Svitanok (Світанок; formerly known as Andriievo-Ivanove) is a village in Rozdilna Raion of Odesa Oblast (province) of southern Ukraine. It is part of Rozdilna urban hromada, one of the hromadas of Ukraine.

==History==
Svitanok was founded in 1944 by uniting several farms and inclusion in it by the former Jewish and German agricultural settlements of Shtern (Zorya, Miller, Lambert). In 1924, 67 people lived in Shtern, and 202 lived there in 1943. On 1 February 1945, the village was given the name Andriievo-Ivanove by the Supreme Soviet of the Ukrainian Soviet Socialist Republic. On 1 September 1946, the village of Andriievo-Ivanove was part of the Bryniv Village Council.

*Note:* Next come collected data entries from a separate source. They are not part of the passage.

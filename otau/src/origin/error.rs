//! Transport errors.

use thiserror::Error;

/// Errors that can occur while fetching a URL through an origin client.
///
/// A fetch error aborts only the request (or download job) that raised it.
#[derive(Debug, Error)]
pub enum FetchError {
    /// The URL could not be parsed or has no host.
    #[error("invalid URL {url}: {reason}")]
    InvalidUrl { url: String, reason: String },

    /// The HTTP client for an origin could not be created.
    #[error("failed to create HTTP client for {origin}: {reason}")]
    ClientBuild { origin: String, reason: String },

    /// The server answered with a status outside the accepted set.
    #[error("HTTP {status} from {url}")]
    Status { url: String, status: u16 },

    /// Connection, TLS or protocol failure.
    #[error("request to {url} failed: {reason}")]
    Request { url: String, reason: String },

    /// No response within the client timeout.
    #[error("request to {url} timed out after {timeout_secs}s")]
    Timeout { url: String, timeout_secs: u64 },

    /// A redirect response without a usable `Location` header.
    #[error("redirect from {url} has no valid location")]
    BadRedirect { url: String },

    /// The redirect chain exceeded the configured hop limit.
    #[error("too many redirects fetching {url} (limit {limit})")]
    TooManyRedirects { url: String, limit: usize },
}

/// Result type for origin operations.
pub type FetchResult<T> = Result<T, FetchError>;
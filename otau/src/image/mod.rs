//! Zigbee OTAU firmware image format.
//!
//! Decodes the fixed image header, the optional header fields gated by the
//! header control bitmask, and the table of tagged segments that follows.
//!
//! ```text
//! ┌──────────────────────┐
//! │ fixed header (56)    │  magic, version, ids, header string, size
//! ├──────────────────────┤
//! │ optional (0-13)      │  security version, device address, hw versions
//! ├──────────────────────┤
//! │ segment: tag|len|data│  upgrade image, signature, certificate, ...
//! │ segment: tag|len|data│
//! │ ...                  │
//! └──────────────────────┘
//! ```

mod error;
mod header;
mod parser;
mod segment;

#[cfg(test)]
pub(crate) mod testing;

pub use error::ImageError;
pub use header::{
    manufacturer_name, HardwareVersionRange, HeaderControl, ImageHeader, HEADER_LENGTH,
    HEADER_MAGIC, HEADER_VERSION,
};
pub use parser::OtauImage;
pub use segment::{tag_description, Segment, SEGMENT_HEADER_LENGTH};
//! Firmware download orchestration.
//!
//! Each index entry becomes a [`DownloadJob`]: claim the output filename,
//! fetch through the origin router, validate, write. Jobs run concurrently
//! and fail independently.

mod error;
mod job;
mod orchestrator;
mod registry;

pub use error::DownloadError;
pub use job::{DownloadJob, JobContext, JobOutcome};
pub use orchestrator::{DownloadOrchestrator, DownloadReport};
pub use registry::{Claim, FilenameRegistry};
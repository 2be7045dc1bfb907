//! Synthetic image construction for tests.

use super::header::{HeaderControl, HEADER_MAGIC, HEADER_STRING_LENGTH, HEADER_VERSION};

/// Builds OTAU image buffers field by field.
///
/// Optional header fields are only emitted when the matching control bit is
/// set, so callers can supply values unconditionally.
pub struct ImageBuilder {
    version: u16,
    header_length: Option<u16>,
    control: u16,
    manufacturer_code: u16,
    image_type: u16,
    file_version: u32,
    stack_version: u16,
    header_string: String,
    image_size: Option<u32>,
    security_version: u8,
    device_address: u64,
    hardware_versions: (u16, u16),
    segments: Vec<(u16, Vec<u8>)>,
}

impl ImageBuilder {
    pub fn new(manufacturer_code: u16, image_type: u16, file_version: u32) -> Self {
        Self {
            version: HEADER_VERSION,
            header_length: None,
            control: 0,
            manufacturer_code,
            image_type,
            file_version,
            stack_version: 2,
            header_string: String::new(),
            image_size: None,
            security_version: 0,
            device_address: 0,
            hardware_versions: (0, 0),
            segments: Vec::new(),
        }
    }

    pub fn version(mut self, version: u16) -> Self {
        self.version = version;
        self
    }

    pub fn header_length(mut self, length: u16) -> Self {
        self.header_length = Some(length);
        self
    }

    pub fn control(mut self, bits: u16) -> Self {
        self.control = bits;
        self
    }

    pub fn stack_version(mut self, version: u16) -> Self {
        self.stack_version = version;
        self
    }

    pub fn header_string(mut self, value: &str) -> Self {
        self.header_string = value.to_string();
        self
    }

    pub fn image_size(mut self, size: u32) -> Self {
        self.image_size = Some(size);
        self
    }

    pub fn security_version(mut self, version: u8) -> Self {
        self.security_version = version;
        self
    }

    pub fn device_address(mut self, address: u64) -> Self {
        self.device_address = address;
        self
    }

    pub fn hardware_versions(mut self, min: u16, max: u16) -> Self {
        self.hardware_versions = (min, max);
        self
    }

    pub fn segment(mut self, tag: u16, data: &[u8]) -> Self {
        self.segments.push((tag, data.to_vec()));
        self
    }

    pub fn build(self) -> Vec<u8> {
        let control = HeaderControl::new(self.control);
        let header_length = self
            .header_length
            .unwrap_or(control.expected_header_length() as u16);

        let mut optional = Vec::new();
        if control.has_security_version() {
            optional.push(self.security_version);
        }
        if control.has_device_address() {
            optional.extend_from_slice(&self.device_address.to_le_bytes());
        }
        if control.has_hardware_versions() {
            optional.extend_from_slice(&self.hardware_versions.0.to_le_bytes());
            optional.extend_from_slice(&self.hardware_versions.1.to_le_bytes());
        }

        let mut table = Vec::new();
        for (tag, data) in &self.segments {
            table.extend_from_slice(&tag.to_le_bytes());
            table.extend_from_slice(&(data.len() as u32).to_le_bytes());
            table.extend_from_slice(data);
        }

        let total = 56 + optional.len() + table.len();
        let mut header_string = [0u8; HEADER_STRING_LENGTH];
        let raw = self.header_string.as_bytes();
        let n = raw.len().min(HEADER_STRING_LENGTH);
        header_string[..n].copy_from_slice(&raw[..n]);

        let mut buffer = Vec::with_capacity(total);
        buffer.extend_from_slice(&HEADER_MAGIC.to_le_bytes());
        buffer.extend_from_slice(&self.version.to_le_bytes());
        buffer.extend_from_slice(&header_length.to_le_bytes());
        buffer.extend_from_slice(&self.control.to_le_bytes());
        buffer.extend_from_slice(&self.manufacturer_code.to_le_bytes());
        buffer.extend_from_slice(&self.image_type.to_le_bytes());
        buffer.extend_from_slice(&self.file_version.to_le_bytes());
        buffer.extend_from_slice(&self.stack_version.to_le_bytes());
        buffer.extend_from_slice(&header_string);
        buffer.push(0);
        buffer.extend_from_slice(&self.image_size.unwrap_or(total as u32).to_le_bytes());
        buffer.extend_from_slice(&optional);
        buffer.extend_from_slice(&table);
        buffer
    }
}
//! `otau download`: mirror every image of the firmware index.

use std::path::PathBuf;

use clap::Args;
use otau::config::{ConfigFile, FetchConfig, MAX_TIMEOUT_SECS, MIN_TIMEOUT_SECS};
use otau::pipeline;
use tracing::info;

use crate::error::CliError;

#[derive(Debug, Args)]
pub struct DownloadArgs {
    /// Directory to store images in (default: output_dir from config.ini)
    #[arg(short, long)]
    pub output: Option<PathBuf>,

    /// Request timeout in seconds
    #[arg(short, long, value_parser = clap::value_parser!(u64).range(MIN_TIMEOUT_SECS..=MAX_TIMEOUT_SECS))]
    pub timeout: Option<u64>,

    /// Location of the firmware index
    #[arg(long)]
    pub index_url: Option<String>,
}

/// Build the effective settings: command line first, then config file.
pub fn fetch_config(args: &DownloadArgs, config: &ConfigFile) -> FetchConfig {
    let mut fetch = FetchConfig::from_config(config);
    if let Some(dir) = &args.output {
        fetch = fetch.with_output_dir(dir);
    }
    if let Some(secs) = args.timeout {
        fetch = fetch.with_timeout_secs(secs);
    }
    if let Some(url) = &args.index_url {
        fetch = fetch.with_index_url(url.as_str());
    }
    fetch
}

pub fn run(args: DownloadArgs, config: &ConfigFile) -> Result<(), CliError> {
    let fetch = fetch_config(&args, config);

    let runtime = tokio::runtime::Builder::new_multi_thread()
        .enable_all()
        .build()
        .map_err(|e| CliError::Runtime(e.to_string()))?;

    let report = runtime.block_on(pipeline::run(&fetch))?;
    info!(dir = %fetch.output_dir.display(), "Done");

    println!(
        "{} written, {} skipped, {} failed, {} validation warnings",
        report.written, report.skipped, report.failed, report.findings
    );
    Ok(())
}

On 1 May 1967, the Kirov collective farm was located in Andriievo-Ivanove.

In September 2024 the village was renamed, by the Ukrainian parliament to Svitanok to comply with the Ukrainian decolonization law.

== Demographics ==
According to the 1989 Soviet census, the population of the village was 217 people, of whom 99 were men and 118 women.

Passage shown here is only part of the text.